Imaging X-ray facilities, such as, for example, computed tomography systems, which are embodied to acquire projection images from the inside of a patient's body are well known from the prior art. For examination, the patient is usually positioned on a patient couch, which is typically moved, in particular in the horizontal direction, during the examination. Herein, a region of the patient to be mapped is introduced into a tunnel-shaped examination region around which at least the X-ray source is rotated during the image acquisition. Known from the prior art are in particular computed tomography systems with stationary X-ray detectors or X-ray detectors that move in synchronism with the X-ray source. In the latter case, the X-ray detector, in particular a multi-line detector, and the X-ray source are arranged diametrically opposite the center of rotation.

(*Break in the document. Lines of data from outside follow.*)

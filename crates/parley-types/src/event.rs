//! Event types for the Parley conversation event bus.
//!
//! `ConversationEvent` is broadcast by the conversation controller whenever
//! the local view changes or an operation fails. All variants are
//! Clone + Send + Sync for use with tokio broadcast channels.

use serde::{Deserialize, Serialize};

use crate::conversation::MessageId;

/// Mutating operations performed by the conversation controller.
#[derive(Debug, Clone, Copy, PartialEq, Eq, Hash, Serialize, Deserialize)]
#[serde(rename_all = "snake_case")]
pub enum Operation {
    Send,
    Edit,
    Delete,
    Regenerate,
    SwitchVersion,
}

impl std::fmt::Display for Operation {
    fn fmt(&self, f: &mut std::fmt::Formatter<'_>) -> std::fmt::Result {
        match self {
            Operation::Send => write!(f, "send"),
            Operation::Edit => write!(f, "edit"),
            Operation::Delete => write!(f, "delete"),
            Operation::Regenerate => write!(f, "regenerate"),
            Operation::SwitchVersion => write!(f, "switch_version"),
        }
    }
}

/// Events emitted by a conversation controller.
///
/// Front ends subscribe to re-render the turn view and to surface errors.
#[derive(Debug, Clone, Serialize, Deserialize)]
#[serde(tag = "type", rename_all = "snake_case")]
pub enum ConversationEvent {
    /// New messages were appended to the log after a confirmed send.
    MessagesAppended { message_ids: Vec<MessageId> },

    /// A message's content changed (optimistic edit or its rollback).
    MessageEdited { message_id: MessageId },

    /// Messages were removed from the local view.
    MessagesRemoved { message_ids: Vec<MessageId> },

    /// Messages were put back after a failed delete.
    MessagesRestored { message_ids: Vec<MessageId> },

    /// A regeneration produced a new active version.
    VersionAdded {
        turn_id: MessageId,
        message_id: MessageId,
        version: u32,
    },

    /// The displayed version of a turn changed.
    VersionSwitched {
        turn_id: MessageId,
        active_index: usize,
        message_id: MessageId,
    },

    /// The local balance changed (after a send or a re-sync).
    BalanceChanged { balance: u32 },

    /// An operation failed and was rolled back. Surfaced to the user.
    OperationFailed { operation: Operation, error: String },
}

#[cfg(test)]
mod tests {
    use super::*;

    #[test]
    fn test_event_serializes_with_type_tag() {
        let event = ConversationEvent::VersionSwitched {
            turn_id: MessageId(1),
            active_index: 0,
            message_id: MessageId(2),
        };
        let json = serde_json::to_string(&event).unwrap();
        assert!(json.contains("\"type\":\"version_switched\""));
        assert!(json.contains("\"turn_id\":1"));
    }

    #[test]
    fn test_operation_display() {
        assert_eq!(Operation::SwitchVersion.to_string(), "switch_version");
        assert_eq!(Operation::Send.to_string(), "send");
    }
}
//! Welcome banner display for chat sessions.

use console::style;
use parley_types::budget::BoostMultiplier;
use parley_types::conversation::{CharacterId, SessionId};

/// Session details shown when a chat starts.
pub struct BannerInfo<'a> {
    pub character_id: CharacterId,
    pub session_id: SessionId,
    pub note: Option<&'a str>,
    pub turn_count: usize,
    pub balance: u32,
    pub boost: BoostMultiplier,
    pub send_cost: u32,
}

/// Print the welcome banner at the start of a chat session.
pub fn print_welcome_banner(info: &BannerInfo<'_>) {
    let session = info.session_id.to_string();

    println!();
    println!(
        "  {} {}",
        style("Parley").cyan().bold(),
        style(info.character_id).dim()
    );
    if let Some(note) = info.note {
        println!("  {}", style(note).dim());
    }
    println!();
    println!(
        "  {}  {} ({} turns)",
        style("Session:").bold(),
        style(&session[..8.min(session.len())]).dim(),
        info.turn_count
    );
    println!(
        "  {}  {} points, boost {}, {} per message",
        style("Balance:").bold(),
        style(info.balance).yellow(),
        info.boost,
        info.send_cost
    );
    println!();
    println!(
        "  {}",
        style("Type /help for commands, Ctrl+D to exit").dim()
    );
    println!("  {}", style("---").dim());
    println!();
}
//! Main chat loop orchestration.
//!
//! Opens the conversation, prints the banner and history, then reads lines:
//! slash commands drive edit, delete, regenerate, version switching and the
//! boost selector; anything else is sent as a message. Failures reach the
//! user through the controller's event stream, drained after each command.
//! A send rejected before any request keeps its text as a draft in the
//! controller; an empty line sends the draft again.

use console::style;
use tracing::{info, warn};

use parley_core::conversation::SessionRequest;
use parley_core::event::EventSubscription;
use parley_types::budget::BoostMultiplier;
use parley_types::conversation::{Direction, MessageId};
use parley_types::event::ConversationEvent;

use crate::cli::spinner;
use crate::state::{AppState, ConcreteController};

use super::banner::{BannerInfo, print_welcome_banner};
use super::commands::{self, ChatCommand};
use super::input::{ChatInput, InputEvent};
use super::renderer::{TurnRenderer, preview};

/// Number of turns replayed when a session is resumed.
const RESUME_HISTORY_TURNS: usize = 5;

/// Run the interactive chat loop for a character.
pub async fn run_chat_loop(state: &AppState, request: SessionRequest) -> anyhow::Result<()> {
    let opening = spinner("opening session...");
    let controller = match state.open_conversation(request).await {
        Ok(controller) => controller,
        Err(e) => {
            opening.finish_and_clear();
            return Err(e);
        }
    };
    opening.finish_and_clear();
    let mut events = controller.subscribe();

    let turns = controller.turns();
    let note = controller.note();
    print_welcome_banner(&BannerInfo {
        character_id: controller.character_id(),
        session_id: controller.session_id(),
        note: note.as_deref(),
        turn_count: turns.len(),
        balance: controller.balance(),
        boost: controller.boost(),
        send_cost: controller.send_cost(),
    });

    let renderer = TurnRenderer::new();
    let skip = turns.len().saturating_sub(RESUME_HISTORY_TURNS);
    for turn in &turns[skip..] {
        renderer.print_turn(turn);
    }

    let (mut chat_input, _writer) = ChatInput::new(prompt(&controller))
        .map_err(|e| anyhow::anyhow!("Failed to initialize input: {e}"))?;

    loop {
        let text = match chat_input.read_line().await {
            InputEvent::Eof => {
                println!("\n  {}", style("Session ended.").dim());
                break;
            }
            InputEvent::Interrupted => {
                println!("\n  {}", style("Press Ctrl+D to exit, or keep chatting.").dim());
                continue;
            }
            InputEvent::Message(text) => match outgoing(text, &controller.input()) {
                Some(text) => text,
                None => continue,
            },
        };

        match commands::parse(&text) {
            Some(ChatCommand::Exit) => {
                println!("\n  {}", style("Session ended.").dim());
                break;
            }
            Some(command) => {
                run_command(&controller, &renderer, &mut chat_input, command).await;
            }
            None => send(&controller, &renderer, &text).await,
        }

        report_events(&mut events);
        chat_input.update_prompt(&prompt(&controller));
    }

    let session_id = controller.session_id();
    let stats = controller.close().await;
    if stats.drifted > 0 {
        warn!(session_id = %session_id, drifted = stats.drifted, "version selections not saved");
        eprintln!(
            "  {} {} version selection(s) could not be saved and will reset next time.",
            style("!").yellow().bold(),
            stats.drifted
        );
    }
    info!(session_id = %session_id, persisted = stats.persisted, "chat loop finished");
    Ok(())
}

async fn send(controller: &ConcreteController, renderer: &TurnRenderer, text: &str) {
    controller.set_input(text);
    let spinner = spinner("thinking...");
    let result = controller.send_message(&controller.input()).await;
    spinner.finish_and_clear();

    if let Ok(ids) = result {
        println!();
        if let Some(turn) = ids.first().and_then(|id| controller.turn(*id)) {
            renderer.print_turn(&turn);
        }
    }
}

async fn run_command(
    controller: &ConcreteController,
    renderer: &TurnRenderer,
    input: &mut ChatInput,
    command: ChatCommand,
) {
    match command {
        ChatCommand::Help => commands::print_help(),
        ChatCommand::History => {
            println!();
            renderer.print_history(&controller.turns());
        }
        ChatCommand::Balance => match controller.refresh_balance().await {
            Ok(balance) => println!(
                "\n  {} {} points ({} per message at {})\n",
                style("Balance:").bold(),
                style(balance).yellow(),
                controller.send_cost(),
                controller.boost()
            ),
            Err(e) => println!("\n  {} {e}\n", style("!").red().bold()),
        },
        ChatCommand::Regenerate => {
            let Some(turn_id) = controller.latest_turn_id() else {
                println!("\n  {} Nothing to regenerate yet.\n", style("?").yellow().bold());
                return;
            };
            let spinner = spinner("regenerating...");
            let result = controller.regenerate(turn_id).await;
            spinner.finish_and_clear();
            if result.is_ok() {
                print_turn(controller, renderer, turn_id);
            }
        }
        ChatCommand::Switch { direction, turn } => {
            switch(controller, renderer, direction, turn);
        }
        ChatCommand::Edit { id, text } => {
            if controller.edit_message(id, &text).await.is_ok() {
                println!(
                    "\n  {} Message #{id} updated: {}\n",
                    style("*").cyan().bold(),
                    style(preview(&text, 60)).dim()
                );
            }
        }
        ChatCommand::Delete(id) => delete(controller, input, id).await,
        ChatCommand::Boost(None) => print_boost_options(controller),
        ChatCommand::Boost(Some(boost)) => {
            controller.set_boost(boost).await;
            println!(
                "\n  {} Boost {} selected, next message costs {} points.\n",
                style("*").cyan().bold(),
                boost,
                controller.send_cost()
            );
        }
        ChatCommand::Unknown(message) => {
            println!(
                "\n  {} {}. Type /help for available commands.\n",
                style("?").yellow().bold(),
                style(message).dim()
            );
        }
        ChatCommand::Exit => {}
    }
}

fn switch(
    controller: &ConcreteController,
    renderer: &TurnRenderer,
    direction: Direction,
    turn: Option<MessageId>,
) {
    let Some(turn_id) = turn.or_else(|| controller.latest_turn_id()) else {
        println!("\n  {} No turns yet.\n", style("?").yellow().bold());
        return;
    };
    if controller.switch_version(turn_id, direction).is_ok() {
        print_turn(controller, renderer, turn_id);
    }
}

async fn delete(controller: &ConcreteController, input: &mut ChatInput, id: MessageId) {
    let question = match controller.messages().iter().find(|m| m.id == id) {
        Some(message) if message.is_user() => {
            format!("Delete message #{id} and all of its responses?")
        }
        Some(_) => format!("Delete response #{id}?"),
        None => {
            println!("\n  {} Message #{id} not found.\n", style("?").yellow().bold());
            return;
        }
    };
    if !input.confirm(&question).await {
        println!("  {}", style("Cancelled.").dim());
        return;
    }
    if controller.delete_message(id).await.is_ok() {
        println!("\n  {} Message #{id} deleted.\n", style("*").cyan().bold());
    }
}

fn print_turn(controller: &ConcreteController, renderer: &TurnRenderer, turn_id: MessageId) {
    if let Some(turn) = controller.turn(turn_id) {
        println!();
        renderer.print_turn(&turn);
    }
}

fn print_boost_options(controller: &ConcreteController) {
    let current = controller.boost();
    println!();
    println!("  {}", style("Boost options:").bold());
    for boost in BoostMultiplier::ALL {
        let marker = if boost == current { "*" } else { " " };
        println!(
            "  {marker} {:<6} {} points",
            boost.to_string(),
            controller.costs().total_cost(boost)
        );
    }
    println!();
}

/// The line to send: what was typed, or the kept draft for an empty line.
fn outgoing(line: String, draft: &str) -> Option<String> {
    if !line.is_empty() {
        Some(line)
    } else if draft.trim().is_empty() {
        None
    } else {
        Some(draft.to_string())
    }
}

/// Print what the user needs to know about events since the last command.
fn report_events(events: &mut EventSubscription) {
    for event in events.drain() {
        if let Some(line) = describe_event(&event) {
            println!("{line}");
        }
    }
}

fn describe_event(event: &ConversationEvent) -> Option<String> {
    match event {
        ConversationEvent::OperationFailed { operation, error } => Some(format!(
            "\n  {} {operation} failed: {error}\n",
            style("!").red().bold()
        )),
        ConversationEvent::MessagesRestored { message_ids } => Some(format!(
            "  {} Restored {} message(s).\n",
            style("*").yellow().bold(),
            message_ids.len()
        )),
        _ => None,
    }
}

fn prompt(controller: &ConcreteController) -> String {
    format!(
        "  {} {} ",
        style(status_line(controller.balance(), controller.boost(), &controller.input())).dim(),
        style("You >").green().bold()
    )
}

fn status_line(balance: u32, boost: BoostMultiplier, draft: &str) -> String {
    let mut status = format!("[{balance} pts");
    if boost.is_boosted() {
        status.push_str(&format!(", {boost}"));
    }
    if !draft.trim().is_empty() {
        status.push_str(", draft kept: Enter resends");
    }
    status.push(']');
    status
}

#[cfg(test)]
mod tests {
    use super::*;
    use parley_types::event::Operation;

    #[test]
    fn failures_are_reported() {
        let line = describe_event(&ConversationEvent::OperationFailed {
            operation: Operation::Edit,
            error: "server error (503): overloaded".to_string(),
        })
        .unwrap();
        assert!(line.contains("edit failed"));
        assert!(line.contains("overloaded"));
    }

    #[test]
    fn restores_are_reported() {
        let line = describe_event(&ConversationEvent::MessagesRestored {
            message_ids: vec![MessageId(1), MessageId(2)],
        })
        .unwrap();
        assert!(line.contains("Restored 2 message(s)"));
    }

    #[test]
    fn empty_line_resends_kept_draft() {
        assert_eq!(outgoing(String::new(), "Hello"), Some("Hello".to_string()));
        assert_eq!(outgoing(String::new(), ""), None);
        assert_eq!(outgoing("Hi".to_string(), "Hello"), Some("Hi".to_string()));
    }

    #[test]
    fn status_line_shows_boost_and_draft() {
        assert_eq!(status_line(5, BoostMultiplier::Standard, ""), "[5 pts]");
        let status = status_line(2, BoostMultiplier::Boost3, "Hello");
        assert!(status.starts_with("[2 pts, "));
        assert!(status.contains("draft kept"));
    }

    #[test]
    fn routine_events_are_silent() {
        assert!(describe_event(&ConversationEvent::BalanceChanged { balance: 3 }).is_none());
        assert!(
            describe_event(&ConversationEvent::MessagesAppended {
                message_ids: vec![MessageId(4)]
            })
            .is_none()
        );
    }
}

In computed tomography, image acquisition is usually performed such that, at least for a part of the X-rayed body region, a complete set of projection images acquired from different directions is available. A complete set of projection images enables a three-dimensional reconstruction via filtered back projection of the mapped region. In particular in spiral computed tomography, the patient couch or the patient table is continuously pushed in the horizontal direction while the X-ray source rotates. The feed in units of the effective detector width in the center of rotation with each rotation is generally called the pitch or pitch factor.
The recording parameters, in particular the pitch factor, limit the size of the field of view containing a complete set of projection images for reconstruction. Furthermore, in particular iterative methods are known that enable reconstruction in fields of view which do not contain complete datasets. However, these methods have drawbacks with respect to the achievable image quality and accuracy of the image values. Moreover, artifacts occur to a greater degree at the transition to the field of view that contains complete projection data.
This is particularly disadvantageous when the projection images or a three-dimensional volume reconstructed from the projection images or image slices of the reconstructed three-dimensional volume are to be used as the basis for planning and/or optimization of subsequent radiotherapy. In this case it is essential that it is possible for organs, in particular high-risk organs, located in the field of view to be acquired, to be segmented or contoured exactly.
U.S. Pat. No. 9,402,587 B2 discloses a method for recording projections during a spiral scan. U.S. Pat. No. 9,247,912 B2 discloses a helix scan method with a pitch of at least three.
U.S. Pat. No. 7,978,810 B2 discloses an imaging method for variable pitch spiral CT.